The pictures evoke the era, more than a century ago, when Brazil was in the forefront of efforts to develop an airplane. Yet in the decades that followed, the country did little to follow up on its early aviation successes.
Just in the past 16 years, with the quiet resurgence of Empresa Brasileira de Aeronautica, the aircraft manufacturer known as Embraer, it has lived up to that potential. Since going private in 1994, the once-bloated and unprofitable state-run company has joined the ranks of elite aircraft designers in a transformation symbolizing Brazil's emergence as an economic power.
Now the world's third-largest manufacturer of commercial aircraft, Embraer is a $5.4 billion company with plants here outside Sao Paulo and more opening soon in Portugal and Melbourne, Fla. Its aircraft - including fighter planes, business jets and the sleek E-195 jetliners - are ubiquitous.
Embraer make up 37 percent of the U.S. regional airline fleet. In 2008, Sarah Palin leased an E-190 for her vice presidential campaign.
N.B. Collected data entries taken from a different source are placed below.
//! Which marks and attributes hold over the current selection.
//!
//! A range is active only when every selected leaf (or block) agrees; a caret
//! reports the pending marks of the leaf it sits in.

use serde::{Deserialize, Serialize};
use serde_json::Value;

use crate::attrs::AttrTarget;
use crate::block::{heading_level, list_type};
use crate::core::{Editor, ElementNode, MarkKind, Marks, Node, PAGE_COLOR_ATTR};
use crate::marks::selection_marks_all;
use crate::plugin::{Extension, QueryError, QuerySpec};
use crate::range::{node_at_path, selected_marks, selected_text_block_paths};

#[derive(Debug, Clone, PartialEq, Eq, Serialize, Deserialize)]
#[serde(rename_all = "snake_case")]
pub enum ActiveCriterion {
    Mark(MarkKind),
    Highlight(String),
    Attribute { name: String, value: String },
    Block(String),
    Heading(u64),
    List(String),
}

fn uniform<'a>(mut values: impl Iterator<Item = Option<&'a str>>) -> Option<String> {
    let first = values.next()??;
    values
        .all(|v| v == Some(first))
        .then(|| first.to_string())
}

fn selected_blocks(editor: &Editor) -> Vec<&ElementNode> {
    selected_text_block_paths(editor.doc(), editor.registry(), editor.selection())
        .unwrap_or_default()
        .into_iter()
        .filter_map(|path| match node_at_path(editor.doc(), &path) {
            Some(Node::Element(el)) => Some(el),
            _ => None,
        })
        .collect()
}

fn uniform_mark_value(editor: &Editor, get: impl Fn(&Marks) -> Option<&str>) -> Option<String> {
    let marks = selected_marks(editor.doc(), editor.registry(), editor.selection()).ok()?;
    uniform(marks.into_iter().map(get))
}

impl Editor {
    pub fn is_active(&self, criterion: &ActiveCriterion) -> bool {
        let all_blocks = |pred: &dyn Fn(&ElementNode) -> bool| {
            let blocks = selected_blocks(self);
            !blocks.is_empty() && blocks.into_iter().all(pred)
        };

        match criterion {
            ActiveCriterion::Mark(kind) => selection_marks_all(self, |m| m.has(*kind)),
            ActiveCriterion::Highlight(color) => {
                selection_marks_all(self, |m| m.highlight.as_deref() == Some(color.as_str()))
            }
            ActiveCriterion::Attribute { name, value } => {
                self.current_attribute_value(name).as_deref() == Some(value.as_str())
            }
            ActiveCriterion::Block(kind) => all_blocks(&|el: &ElementNode| &el.kind == kind),
            ActiveCriterion::Heading(level) => all_blocks(&|el: &ElementNode| heading_level(el) == Some(*level)),
            ActiveCriterion::List(kind) => all_blocks(&|el: &ElementNode| list_type(el) == Some(kind.as_str())),
        }
    }

    /// The value of `name` shared by the whole selection, or `None` when it
    /// is absent or differs across the selection. Block attributes fall back
    /// to their declared default.
    pub fn current_attribute_value(&self, name: &str) -> Option<String> {
        let attributes = self.registry().attributes();
        match name {
            "highlight" => return uniform_mark_value(self, |m| m.highlight.as_deref()),
            "link" => return uniform_mark_value(self, |m| m.link.as_deref()),
            _ => {}
        }
        if attributes.get(&AttrTarget::TextStyle, name).is_some() {
            return uniform_mark_value(self, |m| m.style_value(name));
        }
        if name == PAGE_COLOR_ATTR {
            return self.doc().page_color().map(str::to_string);
        }

        let blocks = selected_blocks(self);
        let values: Vec<Option<String>> = blocks
            .iter()
            .map(|el| {
                let stored = el.attrs.get(name).and_then(|v| match v {
                    Value::String(s) => Some(s.clone()),
                    Value::Number(n) => Some(n.to_string()),
                    _ => None,
                });
                stored.or_else(|| {
                    attributes
                        .get(&AttrTarget::Node(el.kind.clone()), name)
                        .and_then(|spec| spec.default_value())
                        .map(str::to_string)
                })
            })
            .collect();
        uniform(values.iter().map(|v| v.as_deref()))
    }
}

/// Everything a toolbar needs to highlight its controls.
#[derive(Debug, Clone, Default, PartialEq, Eq, Serialize, Deserialize)]
pub struct ActiveState {
    pub bold: bool,
    pub italic: bool,
    pub underline: bool,
    pub strikethrough: bool,
    pub code: bool,
    pub highlight: Option<String>,
    pub link: Option<String>,
    pub text_color: Option<String>,
    pub font_family: Option<String>,
    pub font_size: Option<String>,
    pub align: Option<String>,
    pub heading_level: Option<u64>,
    pub list_type: Option<String>,
    pub page_color: Option<String>,
    pub can_undo: bool,
    pub can_redo: bool,
}

impl ActiveState {
    pub fn compute(editor: &Editor) -> Self {
        let mark = |kind| editor.is_active(&ActiveCriterion::Mark(kind));
        let blocks = selected_blocks(editor);
        let levels: Vec<Option<u64>> = blocks.iter().map(|el| heading_level(el)).collect();
        let uniform_level = match levels.split_first() {
            Some((first @ Some(_), rest)) if rest.iter().all(|l| l == first) => *first,
            _ => None,
        };
        let uniform_list = uniform(blocks.iter().map(|el| list_type(el)));

        Self {
            bold: mark(MarkKind::Bold),
            italic: mark(MarkKind::Italic),
            underline: mark(MarkKind::Underline),
            strikethrough: mark(MarkKind::Strikethrough),
            code: mark(MarkKind::Code),
            highlight: editor.current_attribute_value("highlight"),
            link: editor.current_attribute_value("link"),
            text_color: editor.current_attribute_value("color"),
            font_family: editor.current_attribute_value("font_family"),
            font_size: editor.current_attribute_value("font_size"),
            align: editor.current_attribute_value("align"),
            heading_level: uniform_level,
            list_type: uniform_list,
            page_color: editor.doc().page_color().map(str::to_string),
            can_undo: editor.can_undo(),
            can_redo: editor.can_redo(),
        }
    }
}

fn to_json<T: Serialize>(value: T) -> Result<Value, QueryError> {
    serde_json::to_value(value).map_err(|err| QueryError::new(err.to_string()))
}

pub struct ActiveStateExtension;

impl Extension for ActiveStateExtension {
    fn id(&self) -> &'static str {
        "state"
    }

    fn queries(&self) -> Vec<QuerySpec> {
        vec![
            QuerySpec::new("state.is_active", |editor, args| {
                let criterion: ActiveCriterion = args
                    .ok_or_else(|| QueryError::new("Missing criterion"))
                    .and_then(|v| {
                        serde_json::from_value(v)
                            .map_err(|err| QueryError::new(format!("Invalid criterion: {err}")))
                    })?;
                Ok(Value::Bool(editor.is_active(&criterion)))
            }),
            QuerySpec::new("state.attribute_value", |editor, args| {
                let name = args
                    .as_ref()
                    .and_then(|v| v.get("name"))
                    .and_then(|v| v.as_str())
                    .ok_or_else(|| QueryError::new("Missing args.name"))?;
                to_json(editor.current_attribute_value(name))
            }),
            QuerySpec::new("state.snapshot", |editor, _args| {
                to_json(ActiveState::compute(editor))
            }),
        ]
    }
}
"If you fly into Chicago, if you fly into Miami, if you fly into Dallas, those major hubs, into Houston, Cleveland, you have a very high chance . . . of flying in an Embraer aircraft," the company's chief executive, Frederico Fleury Curado, said in a recent interview.
Judging from Embraer's order book, the future also appears bright: As of September, the company had a backlog of 1,806 planes on order, representing revenue of more than $15 billion.
Still, the company has not escaped the challenges facing the worldwide aviation industry: Airlines are trying to recover from the global economic crisis and cope with high fuel costs just as emerging countries are entering the high-risk, capital-intensive world of aircraft manufacturing.
History of drive
It is not the first time Brazilian aviation has been on the cusp of change.
In 1906, Alberto Santos-Dumont, scion of a Brazilian coffee-growing family and a dreamer who had already built dirigibles, flew the airplane he had designed before a large crowd in France. The flight is considered the first by a fixed-wing aircraft in Europe.
Years after his death, Brazil's military used his fame to generate nationalist sentiment and support for their drive to launch an aircraft industry. In 1969, the military dictatorship then ruling Brazil founded Embraer, building aircraft for the air force and later a 19-seat passenger turbo-prop that was technologically advanced but proved a commercial failure.
Success for Embraer came in the mid-1990s with the ERJ-145, a 50-seat jet that was bought by Continental Express and other airlines. It gave Embraer a foothold in the then-promising regional market for small and medium-size jets.